A lovely ambitious wife harassed by life with a working class husband and two unappreciative preteen children expands her horizons after encountering, and (somewhat unwillingly) assisting an aging amnesiac stranger she meets on the street.


The title of Istanbul-born but thoroughly Roman director Ferzan Ozpetek’s 2003 film “La Finestra di Fronte” refers to apartment windows that face each other across a street. The simple narrative, with the amnesiac stranger twist, is set largely in contemporary Rome, but with a backstory that briefly takes viewers to the rastrellamento, or rounding up, of Jews by Nazi troops in Rome on Oct. 16, 1943. The film opens with a wartime murder in a bakery, whose meaning Ozpetek reveals only much later and gradually.


Ozpetek is heavy on melodrama. Giovanna Mezzogiorno is gorgeous as the wife (also named Giovanna), perhaps not-so-long-suffering as her on-screen torment would suggest. The object of her illicit desire in the facing window is too good-looking (think chiseled Christopher Reeves) and her husband is in turn too brutish (think Bruce Willis).


The stranger is well-played by Massimo Girotti, a star of 1940s neorealist cinema who died shortly after the film was completed. His character strains credulity by being too good at what he does – he’s an internationally acclaimed baker, who, alone in old age, somehow produces dozens of spectacular desserts on a single humid day. As for Giovanna, can anyone really believe that a Rome adult would be as ignorant of the events of Oct. 16, 1943 as she appears to be? Had Ozpetek ended the film about two scenes short of when he did, he would have spared moviegoers some thickly applied and pious voice-overs. Still, the film pleased both crowds and juries, winning 27 international awards.

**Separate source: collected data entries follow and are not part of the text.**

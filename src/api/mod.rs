//! Fiber Friends REST API
//!
//! HTTP API over the symptom analytics, built with Axum. Every analysis
//! endpoint takes raw observation records, validates them, and runs the
//! analytics inline; nothing is stored between requests.
//!
//! # Endpoints
//!
//! ## Analysis
//! - `POST /api/v1/analyze` - Full pattern report
//! - `POST /api/v1/correlation` - Correlate two symptom series
//! - `POST /api/v1/patterns` - Weekly/monthly cycles
//! - `POST /api/v1/trends` - Severity trend
//! - `POST /api/v1/triggers` - Context factor triggers
//! - `POST /api/v1/insights` - Insight sentences from findings
//!
//! ## Health
//! - `GET /health/live` - Liveness probe
//! - `GET /health/ready` - Readiness probe
//! - `GET /health` - Full health status
//!
//! # Example
//!
//! ```rust,no_run
//! use fiberfriends::api::{serve, AppState};
//! use fiberfriends::analytics::SymptomAnalytics;
//! use fiberfriends::config::ApiConfig;
//!
//! #[tokio::main]
//! async fn main() -> Result<(), Box<dyn std::error::Error>> {
//!     let config = ApiConfig::default();
//!     let state = AppState::new(SymptomAnalytics::default(), config.clone());
//!     serve(state, &config).await?;
//!     Ok(())
//! }
//! ```

pub mod dto;
pub mod error;
pub mod routes;
pub mod state;

pub use error::{ApiError, ApiResult};
pub use state::AppState;

use axum::{
    extract::DefaultBodyLimit,
    http::HeaderValue,
    routing::{get, post},
    Router,
};
use std::sync::Arc;
use tower_http::{
    cors::{Any, CorsLayer},
    trace::TraceLayer,
};

use crate::config::ApiConfig;

/// Build the API router with all routes and middleware
pub fn build_router(state: AppState) -> Router {
    let api_routes = Router::new()
        .route("/analyze", post(routes::analysis::analyze))
        .route("/correlation", post(routes::analysis::correlation))
        .route("/patterns", post(routes::analysis::patterns))
        .route("/trends", post(routes::analysis::trends))
        .route("/triggers", post(routes::analysis::triggers))
        .route("/insights", post(routes::insights::generate_insights))
        .layer(DefaultBodyLimit::max(state.config.max_body_size));

    let health_routes = Router::new()
        .route("/live", get(routes::health::liveness))
        .route("/ready", get(routes::health::readiness))
        .route("/", get(routes::health::full_health));

    let cors = cors_layer(&state.config);

    // Create shared state
    let shared_state = Arc::new(state);

    Router::new()
        .nest("/api/v1", api_routes)
        .nest("/health", health_routes)
        .layer(TraceLayer::new_for_http())
        .layer(cors)
        .with_state(shared_state)
}

/// CORS from config; no configured origins means any origin
fn cors_layer(config: &ApiConfig) -> CorsLayer {
    if config.cors_origins.is_empty() {
        return CorsLayer::permissive();
    }

    let origins: Vec<HeaderValue> = config
        .cors_origins
        .iter()
        .filter_map(|origin| match origin.parse::<HeaderValue>() {
            Ok(value) => Some(value),
            Err(_) => {
                tracing::warn!("Ignoring invalid CORS origin: {}", origin);
                None
            }
        })
        .collect();

    CorsLayer::new()
        .allow_origin(origins)
        .allow_methods(Any)
        .allow_headers(Any)
}

/// Start the API server
pub async fn serve(state: AppState, config: &ApiConfig) -> Result<(), ApiError> {
    let router = build_router(state);

    let addr = config.addr();
    let listener = tokio::net::TcpListener::bind(&addr).await?;

    tracing::info!("Fiber Friends API listening on {}", addr);

    axum::serve(listener, router)
        .with_graceful_shutdown(shutdown_signal())
        .await
        .map_err(|e| ApiError::Internal(format!("Server error: {}", e)))?;

    tracing::info!("Fiber Friends API shut down gracefully");
    Ok(())
}

/// Wait for shutdown signal
async fn shutdown_signal() {
    let ctrl_c = async {
        if let Err(e) = tokio::signal::ctrl_c().await {
            tracing::error!("Failed to install Ctrl+C handler: {}", e);
            std::future::pending::<()>().await;
        }
    };

    #[cfg(unix)]
    let terminate = async {
        match tokio::signal::unix::signal(tokio::signal::unix::SignalKind::terminate()) {
            Ok(mut signal) => {
                signal.recv().await;
            }
            Err(e) => {
                tracing::error!("Failed to install SIGTERM handler: {}", e);
                std::future::pending::<()>().await;
            }
        }
    };

    #[cfg(not(unix))]
    let terminate = std::future::pending::<()>();

    tokio::select! {
        _ = ctrl_c => {},
        _ = terminate => {},
    }

    tracing::info!("Shutdown signal received, starting graceful shutdown");
}
//! Health Routes
//!
//! Health check endpoints for monitoring and Kubernetes probes.
//!
//! - GET /health/live - Liveness probe (process is alive)
//! - GET /health/ready - Readiness probe (ready to serve traffic)
//! - GET /health - Full health status

use axum::{extract::State, http::StatusCode, Json};
use std::sync::Arc;

use crate::api::dto::HealthResponse;
use crate::api::state::AppState;

/// GET /health/live
///
/// Kubernetes liveness probe.
/// Returns 200 if the process is alive, no dependency checks.
pub async fn liveness() -> StatusCode {
    StatusCode::OK
}

/// GET /health/ready
///
/// The analytics hold no external resources, so a running server is ready.
pub async fn readiness() -> StatusCode {
    StatusCode::OK
}

/// GET /health
///
/// Full health status with the active configuration.
pub async fn full_health(State(state): State<Arc<AppState>>) -> Json<HealthResponse> {
    Json(HealthResponse {
        status: "healthy".to_string(),
        thresholds: state.analytics.thresholds().clone(),
        uptime_seconds: state.uptime_seconds(),
        version: env!("CARGO_PKG_VERSION").to_string(),
    })
}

But “Facing Windows” is no “Rear Window,” the 1954 Hitchcock classic in which a cerebral Jimmy Stewart, far from giving into passion, keeps an elegant and seductive Grace Kelly at arm’s length in order to investigate a possible crime. A better first taste of Ozpetek, though also melodramatic, is 2001’s “Le Fate Ignorante” (titled “His Secret Life” in English), which gets an exceptional performance from Margherita Buy.

 

Date: 2003

Director: Ferzan Ozpetek

Starring: Giovanna Mezzogiorno, Massimo Girotti, Raoul Bova, Filippo Nigro, Serra Yilmaz.

Subtitled in English; Language: Italian

Runtime: 102 minutes

Originally published in theAmerican/inItalia, here.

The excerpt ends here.